== WHAT TO PRODUCE ==
Your answer is a copy of every line in the records where "accepted" appears.

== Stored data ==
------------------------------

//! Desired-state delivery.
//!
//! A [`ConfigProvider`] produces [`SyncDocument`] revisions. The
//! [`ConfigProviderManager`] sits between it and the consumers:
//!
//! - every accepted revision is written to a backup file before consumers
//!   see it, and `get_config` falls back to that file when the provider has
//!   nothing
//! - every consumer is wrapped so that if it fails on a revision it is
//!   immediately handed back the last revision it accepted; the backup is
//!   then restored to the previous revision as well
//! - revisions are dispatched one at a time, in registration order

use crate::error::{SyncError, SyncResult};
use crate::plugin::PluginTable;
use async_trait::async_trait;
use parking_lot::RwLock;
use regsync_types::SyncDocument;
use std::collections::BTreeMap;
use std::io;
use std::path::{Path, PathBuf};
use std::sync::Arc;
use tokio::sync::Mutex;
use tracing::{error, info, warn};

/// A consumer of document revisions.
#[async_trait]
pub trait ConfigListener: Send + Sync {
    /// Applies a revision. An error makes the manager replay the consumer's
    /// last accepted revision.
    async fn on_change(&self, document: &SyncDocument) -> SyncResult<()>;
}

/// A source of document revisions.
#[async_trait]
pub trait ConfigProvider: Send + Sync {
    fn name(&self) -> &str;

    async fn init(&mut self, options: &BTreeMap<String, String>) -> SyncResult<()>;

    /// Registers a listener; providers call listeners sequentially in
    /// registration order.
    fn add_listener(&self, listener: Arc<dyn ConfigListener>);

    /// The latest revision, if one has been read.
    fn get_config(&self) -> Option<SyncDocument>;

    async fn close(&self);
}

/// Registration table of provider implementations.
pub type Providers = PluginTable<String, dyn ConfigProvider>;

/// Which provider to use and where to keep the backup.
#[derive(Debug, Clone, PartialEq, Eq)]
pub struct ProviderSettings {
    pub name: String,
    pub options: BTreeMap<String, String>,
    pub backup_path: PathBuf,
}

/// The last-known-good revision on disk.
#[derive(Debug)]
pub struct BackupStore {
    path: PathBuf,
}

impl BackupStore {
    pub fn new(path: impl Into<PathBuf>) -> Self {
        Self { path: path.into() }
    }

    pub fn path(&self) -> &Path {
        &self.path
    }

    async fn read_raw(&self) -> SyncResult<Option<Vec<u8>>> {
        match tokio::fs::read(&self.path).await {
            Ok(bytes) => Ok(Some(bytes)),
            Err(e) if e.kind() == io::ErrorKind::NotFound => Ok(None),
            Err(e) => Err(SyncError::Io(e)),
        }
    }

    async fn write_raw(&self, bytes: &[u8]) -> SyncResult<()> {
        if let Some(parent) = self.path.parent() {
            if !parent.as_os_str().is_empty() {
                tokio::fs::create_dir_all(parent).await?;
            }
        }
        let staging = self.path.with_extension("tmp");
        tokio::fs::write(&staging, bytes).await?;
        tokio::fs::rename(&staging, &self.path).await?;
        Ok(())
    }

    /// Writes `document`, returning the bytes it replaced.
    pub async fn save(&self, document: &SyncDocument) -> SyncResult<Option<Vec<u8>>> {
        let previous = self.read_raw().await?;
        let text = document.to_json_pretty()?;
        self.write_raw(text.as_bytes()).await?;
        Ok(previous)
    }

    /// Puts back what [`save`](Self::save) replaced.
    pub async fn restore(&self, previous: Option<Vec<u8>>) -> SyncResult<()> {
        match previous {
            Some(bytes) => self.write_raw(&bytes).await,
            None => match tokio::fs::remove_file(&self.path).await {
                Ok(()) => Ok(()),
                Err(e) if e.kind() == io::ErrorKind::NotFound => Ok(()),
                Err(e) => Err(SyncError::Io(e)),
            },
        }
    }

    pub async fn load(&self) -> SyncResult<Option<SyncDocument>> {
        match self.read_raw().await? {
            Some(bytes) => Ok(Some(SyncDocument::from_json(&bytes)?)),
            None => Ok(None),
        }
    }
}

/// Replays a consumer's last accepted revision when it rejects a new one.
struct RollbackListener {
    inner: Arc<dyn ConfigListener>,
    last_good: Mutex<Option<SyncDocument>>,
}

impl RollbackListener {
    fn new(inner: Arc<dyn ConfigListener>) -> Self {
        Self {
            inner,
            last_good: Mutex::new(None),
        }
    }

    /// Returns false if the revision was rejected.
    async fn apply(&self, document: &SyncDocument) -> bool {
        let mut last_good = self.last_good.lock().await;
        match self.inner.on_change(document).await {
            Ok(()) => {
                *last_good = Some(document.clone());
                true
            }
            Err(e) => {
                error!(error = %e, "config listener rejected revision, rolling back");
                if let Some(previous) = last_good.as_ref() {
                    if let Err(e) = self.inner.on_change(previous).await {
                        error!(error = %e, "config listener failed to re-apply previous revision");
                    }
                }
                false
            }
        }
    }
}

/// The single listener registered with the provider.
struct Dispatcher {
    backup: Arc<BackupStore>,
    listeners: RwLock<Vec<Arc<RollbackListener>>>,
    serial: Mutex<()>,
}

#[async_trait]
impl ConfigListener for Dispatcher {
    async fn on_change(&self, document: &SyncDocument) -> SyncResult<()> {
        let _serial = self.serial.lock().await;

        let previous = match self.backup.save(document).await {
            Ok(previous) => Some(previous),
            Err(e) => {
                warn!(path = %self.backup.path().display(), error = %e, "failed to write config backup");
                None
            }
        };

        let listeners = self.listeners.read().clone();
        let mut rejected = false;
        for listener in &listeners {
            if !listener.apply(document).await {
                rejected = true;
            }
        }

        if rejected {
            if let Some(previous) = previous {
                if let Err(e) = self.backup.restore(previous).await {
                    warn!(error = %e, "failed to restore config backup");
                }
            }
        }
        Ok(())
    }
}

pub struct ConfigProviderManager {
    provider: Arc<dyn ConfigProvider>,
    backup: Arc<BackupStore>,
    dispatcher: Arc<Dispatcher>,
}

impl ConfigProviderManager {
    /// Selects and initializes the configured provider.
    pub async fn new(providers: &Providers, settings: ProviderSettings) -> SyncResult<Self> {
        let mut provider =
            providers
                .create(&settings.name)
                .ok_or_else(|| SyncError::ProviderNotFound {
                    name: settings.name.clone(),
                })?;

        let backup = Arc::new(BackupStore::new(settings.backup_path.clone()));
        let dispatcher = Arc::new(Dispatcher {
            backup: Arc::clone(&backup),
            listeners: RwLock::new(Vec::new()),
            serial: Mutex::new(()),
        });

        provider.init(&settings.options).await?;
        provider.add_listener(Arc::clone(&dispatcher) as Arc<dyn ConfigListener>);
        info!(
            provider = %settings.name,
            backup = %settings.backup_path.display(),
            "config provider initialized"
        );

        Ok(Self {
            provider: Arc::from(provider),
            backup,
            dispatcher,
        })
    }

    /// Registers a consumer behind the rollback wrapper.
    pub fn add_listener(&self, listener: Arc<dyn ConfigListener>) {
        self.dispatcher
            .listeners
            .write()
            .push(Arc::new(RollbackListener::new(listener)));
    }

    /// The provider's revision, or the backup when the provider has none.
    pub async fn get_config(&self) -> SyncResult<Option<SyncDocument>> {
        if let Some(document) = self.provider.get_config() {
            return Ok(Some(document));
        }
        let document = self.backup.load().await?;
        if document.is_some() {
            warn!(path = %self.backup.path().display(), "provider has no config, using backup");
        }
        Ok(document)
    }

    /// Records a revision applied outside the provider's dispatch (the
    /// initial load) as last-known-good, both on disk and for every
    /// registered consumer.
    pub async fn commit(&self, document: &SyncDocument) -> SyncResult<()> {
        let listeners = self.dispatcher.listeners.read().clone();
        for listener in &listeners {
            *listener.last_good.lock().await = Some(document.clone());
        }
        self.backup.save(document).await.map(|_| ())
    }

    pub async fn destroy(&self) {
        self.provider.close().await;
    }
}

------------------------------

== ANSWER SPACE ==
//! - every accepted revision is written to a backup file before consumers
//!   immediately handed back the last revision it accepted; the backup is
    /// last accepted revision.
/// Replays a consumer's last accepted revision when it rejects a new one.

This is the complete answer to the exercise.